Major fines imposed for those who break new same-sex ad laws

Lindsay Bennett
By Lindsay Bennett | 13 September 2017

The Federal Government and Labor have agreed on new temporary laws to safeguard against hate speech during the same-sex marriage postal survey.

The law will restrict content published by the Yes and No campaigns and apply until mid-November.

It includes measures to prevent vilification, intimidation and/or threats that cause harm on the basis of the sexual orientation, gender identity, intersex status or the religious convictions of someone during the survey period.

Anyone found to have breached those provisions could be hit with a $12,600 fine and a court injunction.

The Law Council of Australia is warning that people or groups who fail to correctly authorise offensive material during the same-sex marriage debate face more than $25,000 in fines.

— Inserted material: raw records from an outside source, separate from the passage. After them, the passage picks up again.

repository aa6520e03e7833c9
use axum::http::{Method, StatusCode};
use serde_json::json;

mod common;
use common::mock_app::{MockApp, read_json, read_text};

#[tokio::test]
async fn test_auth_liveness() {
    let app = MockApp::new().await;

    let response = app.request(Method::GET, "/auth/test", None).await;
    assert_eq!(response.status(), StatusCode::OK);
    assert_eq!(read_text(response).await, "Backend acessível com sucesso!");
}

#[tokio::test]
async fn test_register_and_login() {
    let app = MockApp::new().await;

    let response = app
        .request(
            Method::POST,
            "/auth/register",
            Some(json!({ "email": "maria@example.com", "nome": "Maria" })),
        )
        .await;
    assert_eq!(response.status(), StatusCode::CREATED);
    let uid = read_json(response).await["uid"].as_str().unwrap().to_string();

    let response = app
        .request(Method::POST, "/auth/login", Some(json!({ "email": "maria@example.com" })))
        .await;
    assert_eq!(response.status(), StatusCode::OK);

    let user = read_json(response).await;
    assert_eq!(user["uid"], json!(uid));
    assert_eq!(user["displayName"], json!("Maria"));
    assert_eq!(user["email"], json!("maria@example.com"));
}

#[tokio::test]
async fn test_register_duplicate_email() {
    let app = MockApp::new().await;
    let body = json!({ "email": "maria@example.com", "nome": "Maria" });

    let response = app.request(Method::POST, "/auth/register", Some(body.clone())).await;
    assert_eq!(response.status(), StatusCode::CREATED);

    let response = app.request(Method::POST, "/auth/register", Some(body)).await;
    assert_eq!(response.status(), StatusCode::CONFLICT);
}

#[tokio::test]
async fn test_login_unknown_email() {
    let app = MockApp::new().await;

    let response = app
        .request(Method::POST, "/auth/login", Some(json!({ "email": "nobody@example.com" })))
        .await;
    assert_eq!(response.status(), StatusCode::NOT_FOUND);

    let response = app.request(Method::POST, "/auth/login", Some(json!({}))).await;
    assert_eq!(response.status(), StatusCode::BAD_REQUEST);
}

#[tokio::test]
async fn test_update_push_token() {
    let app = MockApp::new().await;

    let response = app
        .request(
            Method::POST,
            "/auth/register",
            Some(json!({ "email": "maria@example.com", "nome": "Maria" })),
        )
        .await;
    let uid = read_json(response).await["uid"].as_str().unwrap().to_string();

    let response = app
        .request(Method::POST, "/api/token", Some(json!({ "uid": uid, "token": "fcm-token" })))
        .await;
    assert_eq!(response.status(), StatusCode::OK);

    let stored: Option<String> = sqlx::query_scalar("SELECT push_token FROM users WHERE id = $1")
        .bind(&uid)
        .fetch_one(app.storage.get_pool())
        .await
        .unwrap();
    assert_eq!(stored.as_deref(), Some("fcm-token"));

    let response = app
        .request(Method::POST, "/api/token", Some(json!({ "uid": uid })))
        .await;
    assert_eq!(response.status(), StatusCode::BAD_REQUEST);

    let response = app
        .request(Method::POST, "/api/token", Some(json!({ "uid": "missing", "token": "t" })))
        .await;
    assert_eq!(response.status(), StatusCode::NOT_FOUND);
}
use super::{DeviceError, ScheduleError, UserError};

#[derive(Debug, thiserror::Error)]
pub enum ApiError {
    #[error("Device error: {0}")]
    DeviceError(#[from] DeviceError),

    #[error("Schedule error: {0}")]
    ScheduleError(#[from] ScheduleError),

    #[error("User error: {0}")]
    UserError(#[from] UserError),

    #[error("Database error: {0}")]
    DatabaseError(#[from] sqlx::Error),

    #[error("Internal error: {0}")]
    InternalError(#[from] anyhow::Error),
}
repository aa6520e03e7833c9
use std::sync::Arc;

use alerta_api::*;
use axum::extract::{Path, State};
use axum::http::StatusCode;
use axum::routing::{delete, get, post};
use axum::{Json, Router};

use crate::errors::{ApiError, DeviceError, UserError};
use crate::models::Device;
use crate::repositories::UserRepository;
use crate::services::{DeviceRegistry, EventPipeline};

#[derive(Clone)]
pub struct EspState {
    pub registry: Arc<DeviceRegistry>,
    pub pipeline: Arc<EventPipeline>,
    pub user_repository: Arc<UserRepository>,
}

pub fn esp_router(esp_state: EspState) -> Router {
    Router::new()
        .route("/esp/register", post(register_device))
        .route("/esp/event", post(receive_event))
        .route("/esp/devices/:uid", get(get_devices_by_owner))
        .route("/esp/:mac/owners/:uid", delete(unlink_owner))
        .with_state(esp_state)
}

fn device_response(device: Device, owners: Vec<OwnerId>) -> DeviceInfoResponse {
    DeviceInfoResponse {
        mac: device.id,
        name: device.name,
        location: device.location,
        device_type: device.device_type,
        created_at: device.created_at,
        owners,
    }
}

#[utoipa::path(
    post,
    path = "/esp/register",
    tag = "esp",
    request_body = RegisterDeviceRequest,
    responses(
        (status = 201, description = "Device registered and linked", body = DeviceInfoResponse),
        (status = 400, description = "Missing uid, mac or name"),
        (status = 404, description = "User not found"),
        (status = 500, description = "Internal server error")
    )
)]
pub async fn register_device(
    State(state): State<EspState>,
    Json(body): Json<RegisterDeviceRequest>,
) -> Result<(StatusCode, Json<DeviceInfoResponse>), ApiError> {
    let (Some(uid), Some(mac), Some(name)) = (body.uid, body.mac, body.name) else {
        return Err(DeviceError::InvalidRequest.into());
    };

    let device = state
        .registry
        .register(&uid, &mac, &name, &body.location, &body.device_type)
        .await?;
    let owners = state.registry.resolve_owners(&device.id).await?;

    Ok((StatusCode::CREATED, Json(device_response(device, owners))))
}

#[utoipa::path(
    post,
    path = "/esp/event",
    tag = "esp",
    request_body = SensorEventRequest,
    responses(
        (status = 200, description = "Event fanned out to every owner", body = EventDispatchResponse),
        (status = 400, description = "Missing mac or message"),
        (status = 404, description = "Device not registered"),
        (status = 500, description = "Internal server error")
    )
)]
pub async fn receive_event(
    State(state): State<EspState>,
    Json(body): Json<SensorEventRequest>,
) -> Result<Json<EventDispatchResponse>, ApiError> {
    if body.mac.trim().is_empty() || body.message.is_empty() {
        return Err(DeviceError::InvalidRequest.into());
    }

    let response = state.pipeline.process(&body).await?;

    Ok(Json(response))
}

#[utoipa::path(
    get,
    path = "/esp/devices/{uid}",
    tag = "esp",
    params(
        ("uid" = String, Path, description = "Owner ID")
    ),
    responses(
        (status = 200, description = "Devices linked to the owner", body = Vec<DeviceInfoResponse>),
        (status = 404, description = "User not found"),
        (status = 500, description = "Internal server error")
    )
)]
pub async fn get_devices_by_owner(
    State(state): State<EspState>,
    Path(uid): Path<String>,
) -> Result<Json<Vec<DeviceInfoResponse>>, ApiError> {
    state
        .user_repository
        .find_by_id(&uid)
        .await?
        .ok_or(UserError::UserNotFound)?;

    let devices = state
        .registry
        .devices_of(&uid)
        .await?
        .into_iter()
        .map(|(device, owners)| device_response(device, owners))
        .collect();

    Ok(Json(devices))
}

#[utoipa::path(
    delete,
    path = "/esp/{mac}/owners/{uid}",
    tag = "esp",
    params(
        ("mac" = String, Path, description = "Device hardware address"),
        ("uid" = String, Path, description = "Owner ID")
    ),
    responses(
        (status = 204, description = "Owner unlinked, schedules and events removed"),
        (status = 404, description = "Owner is not linked to the device"),
        (status = 500, description = "Internal server error")
    )
)]
pub async fn unlink_owner(
    State(state): State<EspState>,
    Path((mac, uid)): Path<(String, String)>,
) -> Result<StatusCode, ApiError> {
    state.registry.unlink(&mac, &uid).await?;

    Ok(StatusCode::NO_CONTENT)
}
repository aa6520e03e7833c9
use serde::{Deserialize, Serialize};
use sqlx::types::Json;
use time::{Duration, OffsetDateTime, UtcOffset};

use super::Table;

/// Wall-clock time of day with minute resolution.
#[derive(Debug, Clone, Copy, PartialEq, Eq, PartialOrd, Ord)]
pub struct ClockTime(u16);

impl ClockTime {
    pub fn new(hour: u8, minute: u8) -> Option<Self> {
        (hour < 24 && minute < 60).then(|| Self(u16::from(hour) * 60 + u16::from(minute)))
    }

    pub fn of(instant: OffsetDateTime) -> Self {
        Self(u16::from(instant.hour()) * 60 + u16::from(instant.minute()))
    }
}

/// A recurring weekly window during which one owner accepts alerts from
/// one device.
#[derive(Debug, Clone, Serialize, Deserialize, sqlx::FromRow)]
pub struct Schedule {
    pub id: i64,
    pub device_id: String,
    pub user_id: String,
    pub start_hour: u8,
    pub start_minute: u8,
    pub end_hour: u8,
    pub end_minute: u8,
    /// 0 = Sunday .. 6 = Saturday
    pub weekdays: Json<Vec<u8>>,
    pub enabled: bool,
    pub created_at: OffsetDateTime,
}

impl Schedule {
    pub fn start(&self) -> Option<ClockTime> {
        ClockTime::new(self.start_hour, self.start_minute)
    }

    pub fn end(&self) -> Option<ClockTime> {
        ClockTime::new(self.end_hour, self.end_minute)
    }

    fn applies_on(&self, weekday: u8) -> bool {
        self.weekdays.contains(&weekday)
    }

    /// Whether the window covers `instant`, read on a wall clock at `offset`.
    ///
    /// Both bounds are inclusive. A window whose start is later than its end
    /// crosses midnight and is matched against the weekday it opened on, so
    /// the part after midnight checks the previous day.
    pub fn is_active(&self, instant: OffsetDateTime, offset: UtcOffset) -> bool {
        if !self.enabled {
            return false;
        }

        let (Some(start), Some(end)) = (self.start(), self.end()) else {
            return false;
        };

        let local = instant.to_offset(offset);
        let now = ClockTime::of(local);
        let today = local.weekday().number_days_from_sunday();

        if start <= end {
            return self.applies_on(today) && start <= now && now <= end;
        }

        if now >= start {
            return self.applies_on(today);
        }

        if now <= end {
            let opened_on = (local - Duration::days(1)).weekday().number_days_from_sunday();
            return self.applies_on(opened_on);
        }

        false
    }
}

#[derive(Clone)]
pub struct ScheduleTable;

impl Table for ScheduleTable {
    fn name(&self) -> &'static str {
        "schedules"
    }

    fn create(&self) -> String {
        String::from(
            r#"
            CREATE TABLE IF NOT EXISTS schedules (
                id INTEGER PRIMARY KEY AUTOINCREMENT,
                device_id TEXT NOT NULL,
                user_id TEXT NOT NULL,
                start_hour INTEGER NOT NULL CHECK (start_hour BETWEEN 0 AND 23),
                start_minute INTEGER NOT NULL CHECK (start_minute BETWEEN 0 AND 59),
                end_hour INTEGER NOT NULL CHECK (end_hour BETWEEN 0 AND 23),
                end_minute INTEGER NOT NULL CHECK (end_minute BETWEEN 0 AND 59),
                weekdays JSON NOT NULL DEFAULT '[]',
                enabled BOOLEAN NOT NULL DEFAULT TRUE,
                created_at TIMESTAMP NOT NULL,
                FOREIGN KEY (device_id, user_id) REFERENCES devices_owners_link (device_id, user_id) ON DELETE CASCADE
            );
            CREATE INDEX IF NOT EXISTS idx_schedules_owner ON schedules (device_id, user_id);
            "#,
        )
    }

    fn dispose(&self) -> String {
        String::from("DROP TABLE IF EXISTS schedules;")
    }

    fn dependencies(&self) -> Vec<&'static str> {
        vec!["devices_owners_link"]
    }
}
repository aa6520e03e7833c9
use std::net::{IpAddr, SocketAddr};
use std::sync::Arc;

use anyhow::Context;
use tokio::net::TcpListener;

use crate::app::create_app;
use crate::configs::Settings;

pub mod app;
pub mod configs;
pub mod errors;
pub mod handles;
pub mod models;
pub mod repositories;
pub mod services;

#[cfg(any(test, feature = "mock"))]
pub mod tests;

pub async fn run(settings: &Arc<Settings>) -> anyhow::Result<()> {
    let app = create_app(settings).await?;

    let ip_addr = settings
        .server
        .host
        .parse::<IpAddr>()
        .with_context(|| format!("invalid server.host: {}", settings.server.host))?;

    let address = SocketAddr::from((ip_addr, settings.server.port));

    let listener = TcpListener::bind(&address).await?;

    tracing::info!("listening on {:?}", address);

    axum::serve(listener, app).await?;

    Ok(())
}
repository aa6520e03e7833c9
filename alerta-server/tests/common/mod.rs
pub mod mock_app;
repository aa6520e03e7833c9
use std::sync::Arc;

use alerta_server::configs::Settings;
use alerta_server::run;

#[tokio::main]
async fn main() -> anyhow::Result<()> {
    let settings = Arc::new(Settings::new().expect("Failed to load settings."));

    tracing_subscriber::fmt()
        .with_env_filter(tracing_subscriber::EnvFilter::try_from_default_env().unwrap_or_else(|_| {
            let app_name = env!("CARGO_PKG_NAME").replace('-', "_");
            let level = settings.logger.level.as_str();

            format!("{app_name}={level},tower_http={level}").into()
        }))
        .init();

    run(&settings).await
}
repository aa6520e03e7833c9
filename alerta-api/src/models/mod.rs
mod device;
mod event;
mod schedule;
mod user;

pub use device::*;
pub use event::*;
pub use schedule::*;
pub use user::*;

/// Row identifier of schedules and events.
pub type Id = i64;

/// Opaque owner identity.
pub type OwnerId = String;
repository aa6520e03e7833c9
#[derive(Debug, thiserror::Error)]
pub enum PushError {
    #[error("Request failed: {0}")]
    Request(#[from] reqwest::Error),

    #[error("Rejected with status {status}: {body}")]
    Rejected { status: u16, body: String },

    #[error("Timed out after {0} ms")]
    Timeout(u64),

    #[error("Missing credential: {0}")]
    MissingCredentials(&'static str),

    #[error("Invalid credential: {0}")]
    Credentials(#[from] jsonwebtoken::errors::Error),
}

Law Council of Australia president Fiona McLeod said campaign advertising must identify who is responsible for content or face a civil penalty.

Posters carrying the slogan 'Stop the Fags' and homosexuality is a 'curse of death' have also been distributed across Australia in recent weeks. Just yesterday, Junkee managing editor Rob Stott received collateral from the No campaign.

Opposition leader Bill Shorten predicted the debate would spew "hurtful filth" as the postal vote is not held to the same standards as an official election and the Advertising Standards Bureau does not review plebiscite advertising.

Public broadcasters such as the ABC and SBS are required to give "reasonable opportunities to broadcast opposing views".

The Government wants the safeguards to pass Parliament this week, as close to 600,000 survey forms have already been mailed to homes across Australia.